São Paulo – More than three years after a fire raged in Rio de Janeiro’s National Museum, the works can be seen again – at least on a computer screen. An online collection launched on Thursday (13) by Google Arts & Culture takes web users back to when the museum’s collection hadn’t been largely destroyed. The venue was Brazil’s premier natural history and anthropology museum.
The online tour got launched during an event that saw the Ministry of Education (MEC) give an overview of its actions towards the museum’s recovery. The Ministry said it will invest BRL 7.5 million in 2019 toward rebuilding the oldest museum in the country.
A mummified cat, the Sha-Amun-en-su Sarcophagus, a tour of an area that once housed several mummies: these are some of the items now viewable online. The collection of National Museum works and artifacts, in images taken by Google Street View before the fire, now make up the tour made available by Google Arts & Culture.
The platform was created in collaboration with the Federal University of Rio de Janeiro (UFRJ) and the Education Ministry. The high-resolution images depict 164 relics divided into seven exhibits and indoor settings viewable in 360º. The tour is free and includes descriptions in Portuguese, English and Spanish.
During the event, the Education Ministry announced partnerships with the Brazilian Cooperation Agency – a Foreign Ministry arm – and the United Nations Educational, Scientific and Cultural Organization (UNESCO). The initiative will see BRL 5 million in investment to fund studies, research, methodologies and technical projects aimed at restoring Paço de São Cristóvão, where the museum used to be, and to rebuild the venue’s foundations. That amount adds to the BRL 10 million previously supplied by the Education Ministry to UFRJ for emergency works at the National Museum.
The Ministry also announced that BRL 2.5 million have been cleared by Coordenação de Aperfeiçoamento de Pessoal de Nível Superior (Capes), a government organization for higher education training, for the upkeep of UFRJ postgraduate programs taught at the site: social anthropology, archaeology, geosciences, geo-paleonthological heritage, biological sciences (zoology), and linguistics and indigenous languages.

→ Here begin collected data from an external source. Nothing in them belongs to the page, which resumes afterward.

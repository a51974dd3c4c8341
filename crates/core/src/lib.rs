#![forbid(unsafe_code)]

pub mod allocator;
pub mod engine;
pub mod model;
pub mod time;

pub use time::Clock;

UFRJ had support from federal representatives in the State of Rio de Janeiro, via a BRL 55 million amendment, which will enable restoration of the venue’s façade, structural reinforcements, and the building of new facilities for research, teaching and administration of postgrad courses. The parliamentary amendment will also support infrastructure for the collections and for teaching and extension activities, with actions set to begin in 2019.
Recovered items
During the event, the National Museum board presented items recently recovered by a team of 57 workers and three collaborators. By December 4, over 1,500 items had been found, including pieces from different collections, pieces of equipment, personal belongings and architectural fragments. “We are very happy with the Education Ministry’s support. Now, it is absolutely crucial for the Brazilian government to keep working along these lines, so that we may recover as soon as possible the National Museum for Brazilian society and all nations around the world. This is what the national and international scientific community yearns for,” National Museum director Alexander Kellner was quoted by the Ministry as saying.

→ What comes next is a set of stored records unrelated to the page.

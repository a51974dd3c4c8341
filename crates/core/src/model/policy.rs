use thiserror::Error;

//
// ─── ERRORS ────────────────────────────────────────────────────────────────────
//

#[derive(Debug, Error, Clone, PartialEq, Eq)]
#[non_exhaustive]
pub enum PolicyError {
    #[error("adjustment threshold must be at least 1 miss")]
    InvalidAdjustThreshold,

    #[error("minimum-progress threshold must be above the adjustment threshold")]
    InvalidMinimumThreshold,

    #[error("reduction percent must be between 1 and 99")]
    InvalidReductionPercent,

    #[error("minimum daily load must be at least 1")]
    InvalidMinimumLoad,
}

//
// ─── POLICY ────────────────────────────────────────────────────────────────────
//

/// Escalation rules applied when check-ins are missed.
///
/// The defaults keep the first miss free, cut the load to 75% on the second
/// consecutive miss, and drop to a single unit per day from the third on.
#[derive(Debug, Clone, Copy, PartialEq, Eq)]
pub struct RecoveryPolicy {
    adjust_after_misses: u32,
    minimum_after_misses: u32,
    reduction_percent: u32,
    minimum_load: u32,
}

impl Default for RecoveryPolicy {
    fn default() -> Self {
        Self {
            adjust_after_misses: 2,
            minimum_after_misses: 3,
            reduction_percent: 75,
            minimum_load: 1,
        }
    }
}

impl RecoveryPolicy {
    /// Creates a custom policy.
    ///
    /// # Errors
    ///
    /// Returns `PolicyError` if a threshold is zero or out of order, if the
    /// reduction is not a real reduction, or if the minimum load is zero.
    pub fn new(
        adjust_after_misses: u32,
        minimum_after_misses: u32,
        reduction_percent: u32,
        minimum_load: u32,
    ) -> Result<Self, PolicyError> {
        if adjust_after_misses == 0 {
            return Err(PolicyError::InvalidAdjustThreshold);
        }
        if minimum_after_misses <= adjust_after_misses {
            return Err(PolicyError::InvalidMinimumThreshold);
        }
        if !(1..=99).contains(&reduction_percent) {
            return Err(PolicyError::InvalidReductionPercent);
        }
        if minimum_load == 0 {
            return Err(PolicyError::InvalidMinimumLoad);
        }

        Ok(Self {
            adjust_after_misses,
            minimum_after_misses,
            reduction_percent,
            minimum_load,
        })
    }

    // Accessors
    #[must_use]
    pub fn adjust_after_misses(&self) -> u32 {
        self.adjust_after_misses
    }

    #[must_use]
    pub fn minimum_after_misses(&self) -> u32 {
        self.minimum_after_misses
    }

    #[must_use]
    pub fn reduction_percent(&self) -> u32 {
        self.reduction_percent
    }

    #[must_use]
    pub fn minimum_load(&self) -> u32 {
        self.minimum_load
    }

    /// `max(minimum_load, floor(load * reduction_percent / 100))`.
    #[must_use]
    pub fn reduced_load(&self, load: u32) -> u32 {
        let reduced = u64::from(load) * u64::from(self.reduction_percent) / 100;
        u32::try_from(reduced)
            .unwrap_or(u32::MAX)
            .max(self.minimum_load)
    }
}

After the fire, several action fronts were launched involving multiple institutions. According to UFRJ, the first step was to hire a highly specialized company, with the Ministry’s backing, for structural reinforcements in the building and the removal of rubble using an archaeology of the collections housed by the museum.
The second step is to search for the collections and secure the collaboration of national and international institutions in countries like Egypt, France, Portugal, Germany, Canada and China. The museum has announced that Luzia, the oldest human fossil in Brazil – dating from 11,500 years ago – has been recovered, as has the Angra dos Reis meteorite, found along the Rio coastline in 1869.